use anyhow::Result;
use folio_contracts::analysis::{
    AnalysisKind, ArtStyleAnalysis, BackgroundAnalysis, CharacterAnalysis, StructuredAnalysis,
};
use folio_contracts::cache::LocalCache;
use folio_contracts::data_url::DataUrl;
use folio_contracts::error::{folio_error, FolioError};
use folio_contracts::events::{prompt_diff, EventLog, EventPayload};
use folio_contracts::repository::{SessionReport, StoryRepository};
use folio_contracts::state::{PromptPolicy, ScenePatch, StoryBook, StoryUpdate};
use folio_contracts::store::{RemoteStore, SyncReport};
use folio_contracts::story::{
    ArtStyleReference, AspectRatio, Background, Character, Scene, SceneEvent, ShotType, Story,
};
use serde_json::{json, Value};
use tracing::instrument;

use crate::analyzer::{self, AnalysisOutcome};
use crate::composer::compose_prompt;
use crate::filter::{select_relevant_backgrounds, select_relevant_characters};
use crate::model::GenerativeModel;
use crate::request::{build_edit_request, build_generation_request, References};
use crate::segmenter::{derive_title, segment_structured};

/// Result of one `generate` call.
#[derive(Debug, Clone, PartialEq)]
pub enum GenerateOutcome {
    /// No prompt was stored; one was composed and saved for review.
    PromptComposed(String),
    ImageGenerated(DataUrl),
}

/// Per-scene results of a `generate_all` sweep.
#[derive(Debug, Clone, Default, PartialEq)]
pub struct BatchReport {
    pub total: usize,
    pub generated: Vec<String>,
    /// Scenes that only received a prompt and wait for review.
    pub composed: Vec<String>,
    /// `(scene_id, message)` for every scene that failed.
    pub failed: Vec<(String, String)>,
}

/// A roster entry written after an image analysis attempt.
#[derive(Debug, Clone, PartialEq)]
pub struct ReferenceOutcome {
    pub id: String,
    /// Set when the analysis failed; the entry keeps its previous analysis.
    pub analysis_error: Option<FolioError>,
}

/// Shared shape of characters and backgrounds.
trait RosterEntry: Clone {
    type Analysis: StructuredAnalysis;
    const ENTITY: &'static str;

    fn id(&self) -> &str;
    fn name(&self) -> &str;
    fn rename(&mut self, name: String);
    fn image(&self) -> Option<&DataUrl>;
    fn replace_image(&mut self, image: DataUrl);
    fn has_analysis(&self) -> bool;
    fn store_analysis(&mut self, outcome: AnalysisOutcome<Self::Analysis>);
    fn roster(story: &Story) -> &[Self];
    fn replace_roster(roster: Vec<Self>) -> StoryUpdate;
}

impl RosterEntry for Character {
    type Analysis = CharacterAnalysis;
    const ENTITY: &'static str = "character";

    fn id(&self) -> &str {
        &self.id
    }

    fn name(&self) -> &str {
        &self.name
    }

    fn rename(&mut self, name: String) {
        self.name = name;
    }

    fn image(&self) -> Option<&DataUrl> {
        self.image.as_ref()
    }

    fn replace_image(&mut self, image: DataUrl) {
        self.image = Some(image);
    }

    fn has_analysis(&self) -> bool {
        self.analysis.is_some()
    }

    fn store_analysis(&mut self, outcome: AnalysisOutcome<CharacterAnalysis>) {
        self.description = Some(outcome.description);
        self.analysis = Some(outcome.analysis);
    }

    fn roster(story: &Story) -> &[Self] {
        &story.characters
    }

    fn replace_roster(roster: Vec<Self>) -> StoryUpdate {
        StoryUpdate::Characters(roster)
    }
}

impl RosterEntry for Background {
    type Analysis = BackgroundAnalysis;
    const ENTITY: &'static str = "background";

    fn id(&self) -> &str {
        &self.id
    }

    fn name(&self) -> &str {
        &self.name
    }

    fn rename(&mut self, name: String) {
        self.name = name;
    }

    fn image(&self) -> Option<&DataUrl> {
        Some(&self.image)
    }

    fn replace_image(&mut self, image: DataUrl) {
        self.image = image;
    }

    fn has_analysis(&self) -> bool {
        self.analysis.is_some()
    }

    fn store_analysis(&mut self, outcome: AnalysisOutcome<BackgroundAnalysis>) {
        self.description = Some(outcome.description);
        self.analysis = Some(outcome.analysis);
    }

    fn roster(story: &Story) -> &[Self] {
        &story.backgrounds
    }

    fn replace_roster(roster: Vec<Self>) -> StoryUpdate {
        StoryUpdate::Backgrounds(roster)
    }
}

**TASK GOAL:**
Return each line above precisely as written.

**EXPECTED ANSWER:**
use anyhow::Result;
use folio_contracts::analysis::{
    AnalysisKind, ArtStyleAnalysis, BackgroundAnalysis, CharacterAnalysis, StructuredAnalysis,
};
use folio_contracts::cache::LocalCache;
use folio_contracts::data_url::DataUrl;
use folio_contracts::error::{folio_error, FolioError};
use folio_contracts::events::{prompt_diff, EventLog, EventPayload};
use folio_contracts::repository::{SessionReport, StoryRepository};
use folio_contracts::state::{PromptPolicy, ScenePatch, StoryBook, StoryUpdate};
use folio_contracts::store::{RemoteStore, SyncReport};
use folio_contracts::story::{
    ArtStyleReference, AspectRatio, Background, Character, Scene, SceneEvent, ShotType, Story,
};
use serde_json::{json, Value};
use tracing::instrument;

use crate::analyzer::{self, AnalysisOutcome};
use crate::composer::compose_prompt;
use crate::filter::{select_relevant_backgrounds, select_relevant_characters};
use crate::model::GenerativeModel;
use crate::request::{build_edit_request, build_generation_request, References};
use crate::segmenter::{derive_title, segment_structured};

/// Result of one `generate` call.
#[derive(Debug, Clone, PartialEq)]
pub enum GenerateOutcome {
    /// No prompt was stored; one was composed and saved for review.
    PromptComposed(String),
    ImageGenerated(DataUrl),
}

/// Per-scene results of a `generate_all` sweep.
#[derive(Debug, Clone, Default, PartialEq)]
pub struct BatchReport {
    pub total: usize,
    pub generated: Vec<String>,
    /// Scenes that only received a prompt and wait for review.
    pub composed: Vec<String>,
    /// `(scene_id, message)` for every scene that failed.
    pub failed: Vec<(String, String)>,
}

/// A roster entry written after an image analysis attempt.
#[derive(Debug, Clone, PartialEq)]
pub struct ReferenceOutcome {
    pub id: String,
    /// Set when the analysis failed; the entry keeps its previous analysis.
    pub analysis_error: Option<FolioError>,
}

/// Shared shape of characters and backgrounds.
trait RosterEntry: Clone {
    type Analysis: StructuredAnalysis;
    const ENTITY: &'static str;

    fn id(&self) -> &str;
    fn name(&self) -> &str;
    fn rename(&mut self, name: String);
    fn image(&self) -> Option<&DataUrl>;
    fn replace_image(&mut self, image: DataUrl);
    fn has_analysis(&self) -> bool;
    fn store_analysis(&mut self, outcome: AnalysisOutcome<Self::Analysis>);
    fn roster(story: &Story) -> &[Self];
    fn replace_roster(roster: Vec<Self>) -> StoryUpdate;
}

impl RosterEntry for Character {
    type Analysis = CharacterAnalysis;
    const ENTITY: &'static str = "character";

    fn id(&self) -> &str {
        &self.id
    }

    fn name(&self) -> &str {
        &self.name
    }

    fn rename(&mut self, name: String) {
        self.name = name;
    }

    fn image(&self) -> Option<&DataUrl> {
        self.image.as_ref()
    }

    fn replace_image(&mut self, image: DataUrl) {
        self.image = Some(image);
    }

    fn has_analysis(&self) -> bool {
        self.analysis.is_some()
    }

    fn store_analysis(&mut self, outcome: AnalysisOutcome<CharacterAnalysis>) {
        self.description = Some(outcome.description);
        self.analysis = Some(outcome.analysis);
    }

    fn roster(story: &Story) -> &[Self] {
        &story.characters
    }

    fn replace_roster(roster: Vec<Self>) -> StoryUpdate {
        StoryUpdate::Characters(roster)
    }
}

impl RosterEntry for Background {
    type Analysis = BackgroundAnalysis;
    const ENTITY: &'static str = "background";

    fn id(&self) -> &str {
        &self.id
    }

    fn name(&self) -> &str {
        &self.name
    }

    fn rename(&mut self, name: String) {
        self.name = name;
    }

    fn image(&self) -> Option<&DataUrl> {
        Some(&self.image)
    }

    fn replace_image(&mut self, image: DataUrl) {
        self.image = image;
    }

    fn has_analysis(&self) -> bool {
        self.analysis.is_some()
    }

    fn store_analysis(&mut self, outcome: AnalysisOutcome<BackgroundAnalysis>) {
        self.description = Some(outcome.description);
        self.analysis = Some(outcome.analysis);
    }

    fn roster(story: &Story) -> &[Self] {
        &story.backgrounds
    }

    fn replace_roster(roster: Vec<Self>) -> StoryUpdate {
        StoryUpdate::Backgrounds(roster)
    }
}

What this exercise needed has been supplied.